=== Requirement ===
Whatever the records say, give every one of them again exactly.

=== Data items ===
----------

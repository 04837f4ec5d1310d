//! CLI command for the expense breakdown report
//!
//! Runs the full pipeline: CSV import, ledger and insights accumulation,
//! breakdown table, chart rendering, and optional export.

use std::fs::File;
use std::io::BufWriter;
use std::path::{Path, PathBuf};

use clap::Args;

use crate::config::Settings;
use crate::display::format::format_money_colored;
use crate::display::{ChartRenderer, TextChartRenderer};
use crate::error::{TallyError, TallyResult};
use crate::export::{export_breakdown_csv, export_breakdown_json, export_breakdown_yaml};
use crate::insights::SpendingInsights;
use crate::ledger::Ledger;
use crate::reports::BreakdownReport;
use crate::services::import::CsvSource;

/// Arguments for the report command
#[derive(Args, Debug)]
pub struct ReportArgs {
    /// Path to the expense CSV file
    pub file: PathBuf,

    /// Show only the top N categories
    #[arg(long)]
    pub top: Option<usize>,

    /// Where to write the chart artifact (defaults to the configured path)
    #[arg(long)]
    pub chart: Option<PathBuf>,

    /// Skip chart rendering
    #[arg(long)]
    pub no_chart: bool,

    /// Export the breakdown to a file (format chosen by extension:
    /// .csv, .json, .yaml)
    #[arg(short, long)]
    pub export: Option<PathBuf>,
}

/// Handle the report command
pub fn handle_report_command(args: ReportArgs, settings: &Settings) -> TallyResult<()> {
    let source = CsvSource::new(&args.file).with_date_format(&settings.date_format);
    let import = source.read()?;

    let mut ledger = Ledger::new();
    let mut insights = SpendingInsights::new();
    for expense in import.expenses {
        ledger.add_transaction(expense.clone());
        insights.add_expense(expense);
    }

    println!(
        "Imported {} expenses from '{}'.",
        insights.expense_count(),
        args.file.display()
    );
    report_skipped(&import.skipped);
    println!();

    println!(
        "Total expenditure: {}",
        insights
            .total_expenditure()
            .format_with_symbol(&settings.currency_symbol)
    );
    println!("Balance: {}", format_money_colored(ledger.balance()));
    println!();

    let report = BreakdownReport::from_insights(&insights);

    match args.top {
        Some(limit) => print_top_categories(&report, limit),
        None => print!("{}", report.format_terminal()),
    }

    if let Some(path) = &args.export {
        export_report(&report, path)?;
        println!("Breakdown exported to '{}'.", path.display());
    }

    if report.is_empty() {
        println!("No data available to plot.");
    } else if !args.no_chart {
        let chart_path = args
            .chart
            .clone()
            .unwrap_or_else(|| PathBuf::from(&settings.chart_file));
        let renderer = TextChartRenderer::new(chart_path, settings.chart_width);
        println!();
        renderer.render(&report.to_chart("Expense Breakdown"))?;
    }

    Ok(())
}

/// Print per-row skip diagnostics
pub fn report_skipped(skipped: &[crate::services::SkippedRow]) {
    if skipped.is_empty() {
        return;
    }
    println!("Skipped {} malformed row(s):", skipped.len());
    for row in skipped {
        println!("  line {}: {}", row.line, row.reason);
    }
}

fn print_top_categories(report: &BreakdownReport, limit: usize) {
    println!("Top {} categories:", limit.min(report.slices.len()));
    for slice in report.top_categories(limit) {
        println!(
            "  {:<25} {:>12} {:>7.1}%",
            slice.label,
            slice.total.to_string(),
            slice.percentage
        );
    }
}

/// Write the breakdown to a file, choosing the format by extension
fn export_report(report: &BreakdownReport, path: &Path) -> TallyResult<()> {
    let extension = path
        .extension()
        .and_then(|e| e.to_str())
        .map(str::to_lowercase)
        .unwrap_or_default();

    let file = File::create(path)
        .map_err(|e| TallyError::Export(format!("cannot create '{}': {}", path.display(), e)))?;
    let mut writer = BufWriter::new(file);

    match extension.as_str() {
        "csv" => export_breakdown_csv(report, &mut writer),
        "json" => export_breakdown_json(report, &mut writer),
        "yaml" | "yml" => export_breakdown_yaml(report, &mut writer),
        other => Err(TallyError::Export(format!(
            "unsupported export format '{}' (expected csv, json, or yaml)",
            other
        ))),
    }
}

----------

=== Expected answer ===
repository 04837f4ec5d1310d
//! CLI command for the expense breakdown report
//!
//! Runs the full pipeline: CSV import, ledger and insights accumulation,
//! breakdown table, chart rendering, and optional export.

use std::fs::File;
use std::io::BufWriter;
use std::path::{Path, PathBuf};

use clap::Args;

use crate::config::Settings;
use crate::display::format::format_money_colored;
use crate::display::{ChartRenderer, TextChartRenderer};
use crate::error::{TallyError, TallyResult};
use crate::export::{export_breakdown_csv, export_breakdown_json, export_breakdown_yaml};
use crate::insights::SpendingInsights;
use crate::ledger::Ledger;
use crate::reports::BreakdownReport;
use crate::services::import::CsvSource;

/// Arguments for the report command
#[derive(Args, Debug)]
pub struct ReportArgs {
    /// Path to the expense CSV file
    pub file: PathBuf,

    /// Show only the top N categories
    #[arg(long)]
    pub top: Option<usize>,

    /// Where to write the chart artifact (defaults to the configured path)
    #[arg(long)]
    pub chart: Option<PathBuf>,

    /// Skip chart rendering
    #[arg(long)]
    pub no_chart: bool,

    /// Export the breakdown to a file (format chosen by extension:
    /// .csv, .json, .yaml)
    #[arg(short, long)]
    pub export: Option<PathBuf>,
}

/// Handle the report command
pub fn handle_report_command(args: ReportArgs, settings: &Settings) -> TallyResult<()> {
    let source = CsvSource::new(&args.file).with_date_format(&settings.date_format);
    let import = source.read()?;

    let mut ledger = Ledger::new();
    let mut insights = SpendingInsights::new();
    for expense in import.expenses {
        ledger.add_transaction(expense.clone());
        insights.add_expense(expense);
    }

    println!(
        "Imported {} expenses from '{}'.",
        insights.expense_count(),
        args.file.display()
    );
    report_skipped(&import.skipped);
    println!();

    println!(
        "Total expenditure: {}",
        insights
            .total_expenditure()
            .format_with_symbol(&settings.currency_symbol)
    );
    println!("Balance: {}", format_money_colored(ledger.balance()));
    println!();

    let report = BreakdownReport::from_insights(&insights);

    match args.top {
        Some(limit) => print_top_categories(&report, limit),
        None => print!("{}", report.format_terminal()),
    }

    if let Some(path) = &args.export {
        export_report(&report, path)?;
        println!("Breakdown exported to '{}'.", path.display());
    }

    if report.is_empty() {
        println!("No data available to plot.");
    } else if !args.no_chart {
        let chart_path = args
            .chart
            .clone()
            .unwrap_or_else(|| PathBuf::from(&settings.chart_file));
        let renderer = TextChartRenderer::new(chart_path, settings.chart_width);
        println!();
        renderer.render(&report.to_chart("Expense Breakdown"))?;
    }

    Ok(())
}

/// Print per-row skip diagnostics
pub fn report_skipped(skipped: &[crate::services::SkippedRow]) {
    if skipped.is_empty() {
        return;
    }
    println!("Skipped {} malformed row(s):", skipped.len());
    for row in skipped {
        println!("  line {}: {}", row.line, row.reason);
    }
}

fn print_top_categories(report: &BreakdownReport, limit: usize) {
    println!("Top {} categories:", limit.min(report.slices.len()));
    for slice in report.top_categories(limit) {
        println!(
            "  {:<25} {:>12} {:>7.1}%",
            slice.label,
            slice.total.to_string(),
            slice.percentage
        );
    }
}

/// Write the breakdown to a file, choosing the format by extension
fn export_report(report: &BreakdownReport, path: &Path) -> TallyResult<()> {
    let extension = path
        .extension()
        .and_then(|e| e.to_str())
        .map(str::to_lowercase)
        .unwrap_or_default();

    let file = File::create(path)
        .map_err(|e| TallyError::Export(format!("cannot create '{}': {}", path.display(), e)))?;
    let mut writer = BufWriter::new(file);

    match extension.as_str() {
        "csv" => export_breakdown_csv(report, &mut writer),
        "json" => export_breakdown_json(report, &mut writer),
        "yaml" | "yml" => export_breakdown_yaml(report, &mut writer),
        other => Err(TallyError::Export(format!(
            "unsupported export format '{}' (expected csv, json, or yaml)",
            other
        ))),
    }
}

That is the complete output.